By Emelie Rutherford

The Senate is likely to vote today to confirm Raytheon [RTN] executive William Lynn as deputy defense secretary, following weeks of grumbling by Senate Republicans about his past lobbying and former service in the Clinton Pentagon.

Senate Majority Leader Harry Reid (D-Nev.) said yesterday afternoon he was working on an agreement allowing a vote today.

Sen. Charles Grassley (R-Iowa), perhaps Lynn’s greatest Senate critic, has told Defense Daily he would not put a hold on Lynn’s confirmation provided the vote wasn’t held before yesterday and the senator is given an hour to vent about Lynn on the Senate floor (Defense Daily, Feb. 9).

Grassley, the Senate Finance Committee ranking member, has grilled Lynn about billing practices used at the Pentagon while Lynn was comptroller and chief financial officer in the late 1990s. The senator also has raised concerns about a waiver the White House issued allowing Lynn to bypass Obama’s ethics rules banning government appointees for two years from working for agencies and on issue areas they lobbied, and from participating in matters related to their former employers.

Grassley grilled Lynn on these matters in a series of letters, and the senator’s spokeswoman said he received the nominee’s response to the third and final letter Monday night.

Grassley’s office has been working on the senator’s floor speech about Lynn, and Sen. Tom Coburn (R-Okla.) said he also plans to raise concerns about, but not block, the confirmation.

“He did a terrible job as comptroller, number one, and two there still is the lobbying question,” Coburn told Defense Daily, referring to the subject of his planned floor remarks.

Lynn defended his Pentagon experience with the “Straight Pay” payment practice in his third letter to Grassley, in which he noted he would be subject to the sections of Obama’s ethics executive order not waived for him.

“I believe my nomination is consistent with the spirit and intent of President Obama’s Executive Order,” Lynn wrote. He also would be subject to recusal rules set by the Senate Armed Services Committee (SASC).
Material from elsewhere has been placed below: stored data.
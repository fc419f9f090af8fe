use crate::error::{Error, ErrorKind, Result};
use crate::locks::KeyLocks;
use crate::query::Query;
use crate::record::{Key, PackageRecord};
use exn::ResultExt;
use futures::{StreamExt, TryStreamExt, stream};
use nupack_manifest::PACKAGE_EXTENSION;
use nupack_storage::{BackendHandle, FileInfo};
use std::collections::HashMap;
use std::collections::hash_map::Entry;
use std::path::Path;
use std::sync::Arc;
use tokio::sync::RwLock;
use tracing::instrument;

/// Blob checks in flight at once while filtering a listing.
const VERIFY_CONCURRENCY: usize = 16;
/// Archives read and parsed at once during a rebuild.
const REBUILD_CONCURRENCY: usize = 4;

type Index = HashMap<Key, Arc<PackageRecord>>;

/// Outcome of [`Store::rebuild`].
#[derive(Debug, Clone, Copy, Default, PartialEq, Eq)]
pub struct RebuildReport {
    /// Archives registered in the new index
    pub loaded: usize,
    /// Archives (or listing entries) that could not be registered
    pub skipped: usize,
}

/// The package index.
///
/// Maps `(id, version)` to immutable [`PackageRecord`]s. The index lives in
/// memory and is a cache over the archives in the storage backend: anything
/// it holds can be recovered with [`rebuild`](Self::rebuild).
///
/// # Concurrency
///
/// Writers (`put`, `delete`) exclude each other per key, and then per blob
/// path, since distinct keys can spell the same file name (`Foo.1 0.0.1` and
/// `Foo 1.0.0.1`). Readers never wait on writers beyond the brief moment an
/// entry is inserted or removed.
/// A rebuild waits for in-flight writes and holds new ones back until the new
/// index is in place, so no write is lost to the swap.
///
/// # Visibility
///
/// A record is returned only while its blob exists with the recorded size.
/// Entries whose blob has gone missing are evicted on the read that notices.
pub struct Store {
    backend: BackendHandle,
    index: RwLock<Index>,
    locks: KeyLocks,
    blob_locks: KeyLocks<String>,
    gate: RwLock<()>,
}

/// Blob paths compare ignoring case, as they would on a case-insensitive
/// filesystem.
fn blob_lock_key(path: &Path) -> String {
    path.to_string_lossy().to_lowercase()
}

fn sort_records(records: &mut [Arc<PackageRecord>]) {
    let outcome = nupack_version::sort_versions(records, |record| record.version.as_str());
    if outcome.degraded {
        tracing::warn!("Unparseable version in index; versions ordered lexically");
    }
    // Stable, so versions stay ascending within each id.
    records.sort_by_cached_key(|record| record.id.to_lowercase());
}

impl Store {
    /// Create an empty store over a backend. Call [`rebuild`](Self::rebuild)
    /// to load the archives the backend already holds.
    pub fn new(backend: BackendHandle) -> Self {
        Self {
            backend,
            index: RwLock::new(Index::new()),
            locks: KeyLocks::default(),
            blob_locks: KeyLocks::default(),
            gate: RwLock::new(()),
        }
    }

    pub fn backend(&self) -> &BackendHandle {
        &self.backend
    }

    async fn is_intact(&self, record: &PackageRecord) -> Result<bool> {
        match self.backend.stat(&record.blob).await {
            Ok(info) => Ok(info.size == record.size),
            Err(e) if e.is_not_found() => Ok(false),
            Err(e) => Err(e).or_raise(|| ErrorKind::Storage),
        }
    }

    /// Remove an entry, unless it has been replaced since it was read.
    async fn evict(&self, key: &Key, stale: &Arc<PackageRecord>) {
        let mut index = self.index.write().await;
        if index.get(key).is_some_and(|current| Arc::ptr_eq(current, stale)) {
            index.remove(key);
            tracing::warn!(
                id = %stale.id,
                version = %stale.version,
                path = %stale.blob.display(),
                "Blob missing or altered; evicted index entry"
            );
        }
    }

    async fn lookup(&self, key: &Key) -> Result<Option<Arc<PackageRecord>>> {
        let Some(record) = self.index.read().await.get(key).cloned() else {
            return Ok(None);
        };
        if self.is_intact(&record).await? {
            return Ok(Some(record));
        }
        self.evict(key, &record).await;
        Ok(None)
    }

    /// The package, other than `key`, that already claims the archive at `path`.
    ///
    /// Looks at the index first and then at any unregistered blob on disk. An
    /// unregistered blob that is unreadable, or holds this same key, is free to
    /// be overwritten.
    async fn blob_owner(&self, path: &Path, key: &Key) -> Result<Option<Key>> {
        let wanted = blob_lock_key(path);
        let registered = self
            .index
            .read()
            .await
            .iter()
            .find(|(other, record)| *other != key && blob_lock_key(&record.blob) == wanted)
            .map(|(other, record)| (other.clone(), Arc::clone(record)));
        if let Some((other, record)) = registered {
            if self.is_intact(&record).await? {
                return Ok(Some(other));
            }
            self.evict(&other, &record).await;
        }

        let bytes = match self.backend.read(path).await {
            Ok(bytes) => bytes,
            Err(e) if e.is_not_found() => return Ok(None),
            Err(e) => return Err(e).or_raise(|| ErrorKind::Storage),
        };
        match tokio::task::spawn_blocking(move || nupack_manifest::extract(bytes)).await {
            Ok(Ok(manifest)) => {
                let owner = Key::new(&manifest.id, &manifest.version);
                if owner != *key {
                    return Ok(Some(owner));
                }
                tracing::warn!(path = %path.display(), "Overwriting unregistered copy of this package");
            },
            _ => tracing::warn!(path = %path.display(), "Overwriting unreadable unregistered blob"),
        }
        Ok(None)
    }

    /// Every visible record matching `query`, ordered by id (ignoring case)
    /// and then ascending version.
    pub async fn find(&self, query: &Query) -> Result<Vec<Arc<PackageRecord>>> {
        let candidates = self
            .index
            .read()
            .await
            .iter()
            .filter(|(_, record)| query.matches(record))
            .map(|(key, record)| (key.clone(), Arc::clone(record)))
            .collect::<Vec<_>>();
        let checked = stream::iter(candidates)
            .map(|(key, record)| async move {
                let intact = self.is_intact(&record).await?;
                Ok::<_, Error>((key, record, intact))
            })
            .buffered(VERIFY_CONCURRENCY)
            .try_collect::<Vec<_>>()
            .await?;
        let mut visible = Vec::with_capacity(checked.len());
        for (key, record, intact) in checked {
            match intact {
                true => visible.push(record),
                false => self.evict(&key, &record).await,
            }
        }
        sort_records(&mut visible);
        Ok(visible)
    }

    /// Register a package, writing its archive first.
    ///
    /// The index entry only appears once the blob write is durable; if the
    /// process dies in between, the next rebuild picks the blob up. The
    /// record's size is taken from `blob`.
    ///
    /// # Errors
    ///
    /// [`Conflict`](ErrorKind::Conflict) if the key is already registered or
    /// its archive path already holds another package,
    /// [`Storage`](ErrorKind::Storage) if the blob cannot be written.
    #[instrument(skip(self, record, blob), fields(id = %record.id, version = %record.version, size = blob.len()))]
    pub async fn put(&self, mut record: PackageRecord, blob: &[u8]) -> Result<Arc<PackageRecord>> {
        let _gate = self.gate.read().await;
        let key = record.key();
        let _lock = self.locks.lock(&key).await;
        if self.lookup(&key).await?.is_some() {
            exn::bail!(ErrorKind::Conflict { id: record.id, version: record.version });
        }
        let _blob_lock = self.blob_locks.lock(&blob_lock_key(&record.blob)).await;
        if let Some(owner) = self.blob_owner(&record.blob, &key).await? {
            tracing::warn!(
                path = %record.blob.display(),
                owner_id = %owner.id,
                owner_version = %owner.version,
                "Archive path already holds another package"
            );
            exn::bail!(ErrorKind::Conflict { id: record.id, version: record.version });
        }
        record.size = blob.len() as u64;
        self.backend.write(&record.blob, blob).await.or_raise(|| ErrorKind::Storage)?;
        let record = Arc::new(record);
        self.index.write().await.insert(key, Arc::clone(&record));
        tracing::info!("Package registered");
        Ok(record)
    }

    /// Look up one version. The id is matched ignoring case and the version
    /// after normalization, so `foo 1.0` finds `Foo 1.0.0`.
    pub async fn get(&self, id: &str, version: &str) -> Result<Option<Arc<PackageRecord>>> {
        self.lookup(&Key::new(id, version)).await
    }

    /// One page of [`find`](Self::find).
    pub async fn list(&self, query: &Query, skip: usize, take: usize) -> Result<Vec<Arc<PackageRecord>>> {
        Ok(self.find(query).await?.into_iter().skip(skip).take(take).collect())
    }

    /// Number of records [`list`](Self::list) would page over.
    pub async fn count(&self, query: &Query) -> Result<usize> {
        Ok(self.find(query).await?.len())
    }

    /// All versions of one package id, ascending.
    pub async fn versions(&self, id: &str) -> Result<Vec<Arc<PackageRecord>>> {
        self.find(&Query::id(id)).await
    }

    /// Distinct package ids, in the spelling of each id's lowest version.
    pub async fn package_ids(&self) -> Result<Vec<String>> {
        let mut ids: Vec<String> = Vec::new();
        for record in self.find(&Query::All).await? {
            if ids.last().is_none_or(|last| last.to_lowercase() != record.id.to_lowercase()) {
                ids.push(record.id.clone());
            }
        }
        Ok(ids)
    }

    /// Remove a package and its archive.
    ///
    /// Returns the removed record, or `None` if nothing visible was
    /// registered under the key. A registered entry whose blob is already
    /// gone is cleaned up and reported as `None`.
    #[instrument(skip(self))]
    pub async fn delete(&self, id: &str, version: &str) -> Result<Option<Arc<PackageRecord>>> {
        let _gate = self.gate.read().await;
        let key = Key::new(id, version);
        let _lock = self.locks.lock(&key).await;
        let Some(record) = self.index.read().await.get(&key).cloned() else {
            return Ok(None);
        };
        let _blob_lock = self.blob_locks.lock(&blob_lock_key(&record.blob)).await;
        let removed = match self.backend.delete(&record.blob).await {
            Ok(()) => true,
            Err(e) if e.is_not_found() => false,
            Err(e) => return Err(e).or_raise(|| ErrorKind::Storage),
        };
        self.index.write().await.remove(&key);
        if !removed {
            tracing::warn!(path = %record.blob.display(), "Blob already missing; removed stale index entry");
            return Ok(None);
        }
        tracing::info!("Package deleted");
        Ok(Some(record))
    }

    /// Read a record's archive.
    ///
    /// Returns `None` (and evicts the entry) if the blob has vanished or
    /// changed size since the record was obtained.
    pub async fn read_blob(&self, record: &Arc<PackageRecord>) -> Result<Option<Vec<u8>>> {
        match self.backend.read(&record.blob).await {
            Ok(bytes) if bytes.len() as u64 == record.size => Ok(Some(bytes)),
            Ok(_) => {
                self.evict(&record.key(), record).await;
                Ok(None)
            },
            Err(e) if e.is_not_found() => {
                self.evict(&record.key(), record).await;
                Ok(None)
            },
            Err(e) => Err(e).or_raise(|| ErrorKind::Storage),
        }
    }

    async fn load(&self, file: FileInfo) -> Option<PackageRecord> {
        let path = file.path.display().to_string();
        let bytes = match self.backend.read(&file.path).await {
            Ok(bytes) => bytes,
            Err(e) => {
                tracing::warn!(%path, error = ?e, "Cannot read package archive; skipping");
                return None;
            },
        };
        let size = bytes.len() as u64;
        let manifest = match tokio::task::spawn_blocking(move || nupack_manifest::extract(bytes)).await {
            Ok(Ok(manifest)) => manifest,
            Ok(Err(e)) => {
                tracing::warn!(%path, error = ?e, "Corrupt package archive; skipping");
                return None;
            },
            Err(e) => {
                tracing::warn!(%path, error = %e, "Manifest extraction aborted; skipping");
                return None;
            },
        };
        match PackageRecord::from_manifest(manifest, size, file.modified) {
            Ok(record) => Some(record.with_blob(file.path)),
            Err(e) => {
                tracing::warn!(%path, error = ?e, "Package version does not parse; skipping");
                None
            },
        }
    }

    /// Replace the whole index with one rebuilt from the archives in storage.
    ///
    /// Unreadable or corrupt archives are logged and skipped. When two
    /// archives claim the same key, the first by path wins. Creation and
    /// publication times are taken from the blobs' modification times.
    #[instrument(skip(self), fields(backend = self.backend.name()))]
    pub async fn rebuild(&self) -> Result<RebuildReport> {
        let _gate = self.gate.write().await;
        let mut report = RebuildReport::default();

        let mut files = Vec::new();
        let mut listing = self.backend.list_stream(None);
        while let Some(entry) = listing.next().await {
            match entry {
                Ok(file) if file.has_extension(PACKAGE_EXTENSION) => files.push(file),
                Ok(_) => {},
                Err(e) => {
                    report.skipped += 1;
                    tracing::warn!(error = ?e, "Unreadable entry in package listing; skipping");
                },
            }
        }
        drop(listing);
        files.sort_by(|a, b| a.path.cmp(&b.path));

        let loaded = stream::iter(files)
            .map(|file| self.load(file))
            .buffered(REBUILD_CONCURRENCY)
            .collect::<Vec<_>>()
            .await;
        let mut index = Index::with_capacity(loaded.len());
        for record in loaded {
            let Some(record) = record else {
                report.skipped += 1;
                continue;
            };
            match index.entry(record.key()) {
                Entry::Occupied(existing) => {
                    report.skipped += 1;
                    tracing::warn!(
                        path = %record.blob.display(),
                        kept = %existing.get().blob.display(),
                        "Duplicate package archive; skipping"
                    );
                },
                Entry::Vacant(slot) => {
                    slot.insert(Arc::new(record));
                    report.loaded += 1;
                },
            }
        }
        *self.index.write().await = index;
        tracing::info!(loaded = report.loaded, skipped = report.skipped, "Package index rebuilt");
        Ok(report)
    }
}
Lynn has pledged to disqualify himself for a year from working on six Raytheon programs for which he lobbied Congress in 2007 and 2008: the DDG-1000 surface combatant, the Advanced Medium-Range Air-to-Air Missile (AMRAAM), the F-15 airborne laser, the Patriot “Pure Fleet” Program, the Future Imagery Architecture system (which has been cancelled), and the Multiple Kill Vehicle. He only lobbied Department of Defense officials on one program, the Multiple Kill Vehicle, he wrote in a letter to SASC Ranking Member John McCain (R-Ariz.)

SASC Chairman Carl Levin (D-Mich.) told Defense Daily he is not concerned about problems arising because of that one-year recusal arrangement.

“We’ve done this throughout history,” Levin said. “People have to recuse themselves if they work for a company that might create an appearance of a conflict. It’s normal.”

Committee staff, Levin added, have not found any examples “where anyone who has recused himself has been involved in a conflict.”

Defense analyst Loren Thompson said removing the deputy defense secretary from some Raytheon-related program discussions “really creates a problem in terms of the way the (Defense) Department functions.”

Thompson, the chief operating officer of the Lexington Institute and defense-industry insider, said concerns about Lynn’s past Raytheon experience impacting his performance are not unfounded.

“The problem with coming out of the defense industry is you know all sorts of people, and have had all sorts of experiences that you can’t black out of your mind; they are always going to influence how you view things,” Thompson said.

“This is a real dilemma,” he added. “On the one hand, if you don’t have defense-industry experience, then you’re lacking critical insight. On the other hand, if you do, it’s inevitable that in some way it’s going to impact on your judgment. So I don’t know how you resolve this.”

The Senate confirmed on Monday three of Obama’s other Pentagon nominations: Robert Hale, the new Pentagon comptroller and chief financial officer; Michele Flournoy, the new under secretary of defense for policy; and Jeh Charles Johnson, the new Pentagon general counsel.

Lynn faced little resistance from the SASC during his Jan. 15 confirmation hearing, and was only asked about his Raytheon lobbying by Sen. Claire McCaskill (D-Mo.) (Defense Daily, Jan. 16). After the hearing, though, McCain exchanged letters with Lynn quizzing the nominee on Raytheon matters he will have to disqualify himself from because of his past lobbying.